Manorama Industries has announced a robust financial year 2026, with Profit After Tax (PAT) soaring 108.1% year-on-year to ₹233.22 crore. Revenue also saw significant growth, climbing 76.1% to ₹1,357.70 crore.

The company attributed its strong performance to an improved product mix and enhanced capacity utilization. Manorama Industries also declared a final dividend of ₹0.80 per share for FY26, rewarding shareholders.

Driving Future Growth with Strategic Capex

Looking ahead, Manorama Industries plans significant strategic capital expenditure of ₹460 crore over the next 2-3 years. This investment is designed to drive further expansion and diversification of its operations.

Key initiatives include enhancing operational capabilities with a planned 30% capacity boost in the Solvent Fractionation Plant 2 (SF 2) and developing a new processing plant in Burkina Faso. These moves aim to broaden market reach and strengthen supply chain control.

About Manorama Industries

Manorama Industries is a prominent player in India's specialty fats market, producing essential ingredients like Cocoa Butter Equivalents (CBE) for the confectionery industry.

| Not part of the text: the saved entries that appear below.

//! Catalog access for the planner.
//!
//! The planner only needs table schemas, row-count estimates, generation
//! counters and index presence per column. [`Catalog`] exposes exactly that,
//! so planning can run against the live [`Database`] or against a
//! hand-registered [`StaticCatalog`].

use alloc::collections::BTreeMap;
use alloc::string::String;
use alloc::vec::Vec;
use strata_core::schema::TableSchema;
use strata_storage::Database;

/// Statistics about a table for plan selection.
#[derive(Clone, Debug, Default, PartialEq, Eq)]
pub struct TableStats {
    /// Number of rows in the table.
    pub row_count: usize,
    /// Table generation when the stats were taken.
    pub generation: u64,
    /// Available indexes.
    pub indexes: Vec<IndexInfo>,
}

/// Information about a single-column index.
#[derive(Clone, Copy, Debug, PartialEq, Eq)]
pub struct IndexInfo {
    /// Indexed column position.
    pub column: usize,
    pub is_unique: bool,
}

/// Metadata source for the planner.
pub trait Catalog {
    /// Schema of `table`, looked up case-insensitively.
    fn schema(&self, table: &str) -> Option<&TableSchema>;

    /// Statistics of `table`.
    fn stats(&self, table: &str) -> Option<TableStats>;

    /// Row-count estimate (0 for unknown tables).
    fn row_count(&self, table: &str) -> usize {
        self.stats(table).map_or(0, |s| s.row_count)
    }

    /// Returns true if `column` of `table` is indexed.
    fn has_index(&self, table: &str, column: usize) -> bool {
        self.stats(table)
            .is_some_and(|s| s.indexes.iter().any(|i| i.column == column))
    }
}

impl Catalog for Database {
    fn schema(&self, table: &str) -> Option<&TableSchema> {
        self.table(table).map(|t| t.schema())
    }

    fn stats(&self, table: &str) -> Option<TableStats> {
        let t = self.table(table)?;
        Some(TableStats {
            row_count: t.len(),
            generation: t.generation(),
            indexes: (0..t.schema().width())
                .filter_map(|c| {
                    t.index_on(c).map(|i| IndexInfo {
                        column: c,
                        is_unique: i.is_unique(),
                    })
                })
                .collect(),
        })
    }

    fn row_count(&self, table: &str) -> usize {
        self.table(table).map_or(0, |t| t.len())
    }

    fn has_index(&self, table: &str, column: usize) -> bool {
        self.table(table).is_some_and(|t| t.has_index(column))
    }
}

/// Catalog built from registered schemas and statistics.
#[derive(Clone, Debug, Default)]
pub struct StaticCatalog {
    tables: BTreeMap<String, (TableSchema, TableStats)>,
}

impl StaticCatalog {
    pub fn new() -> Self {
        Self::default()
    }

    /// Registers a table.
    pub fn register_table(&mut self, schema: TableSchema, stats: TableStats) {
        self.tables
            .insert(schema.name().to_ascii_lowercase(), (schema, stats));
    }
}

impl Catalog for StaticCatalog {
    fn schema(&self, table: &str) -> Option<&TableSchema> {
        self.tables
            .get(&table.to_ascii_lowercase())
            .map(|(schema, _)| schema)
    }

    fn stats(&self, table: &str) -> Option<TableStats> {
        self.tables
            .get(&table.to_ascii_lowercase())
            .map(|(_, stats)| stats.clone())
    }
}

Previous investments in its Solvent Fractionation Plant 2 have already enhanced its processing capabilities, supporting its focus on vertical integration and global expansion.

Risks and Competitive Landscape

Forward-looking statements regarding future performance are subject to inherent risks and uncertainties. These could include potential government actions, economic developments, or industry-specific challenges that might affect actual results.

In the specialty fats and food ingredients sector, Manorama Industries competes with major players like Adani Wilmar Ltd. and Patanjali Foods Ltd., both of which have diversified edible oil and food processing businesses.

What to Watch

Investors will be closely monitoring the execution of the ₹460 crore strategic capex plan over the next 2-3 years. Progress on planned capacity enhancements for Solvent Fractionation Plant 1 (SF 1) and the development of the Burkina Faso facility will also be key indicators. Future revenue and profit growth trends, alongside management commentary on market outlook and new product development, will be important to track.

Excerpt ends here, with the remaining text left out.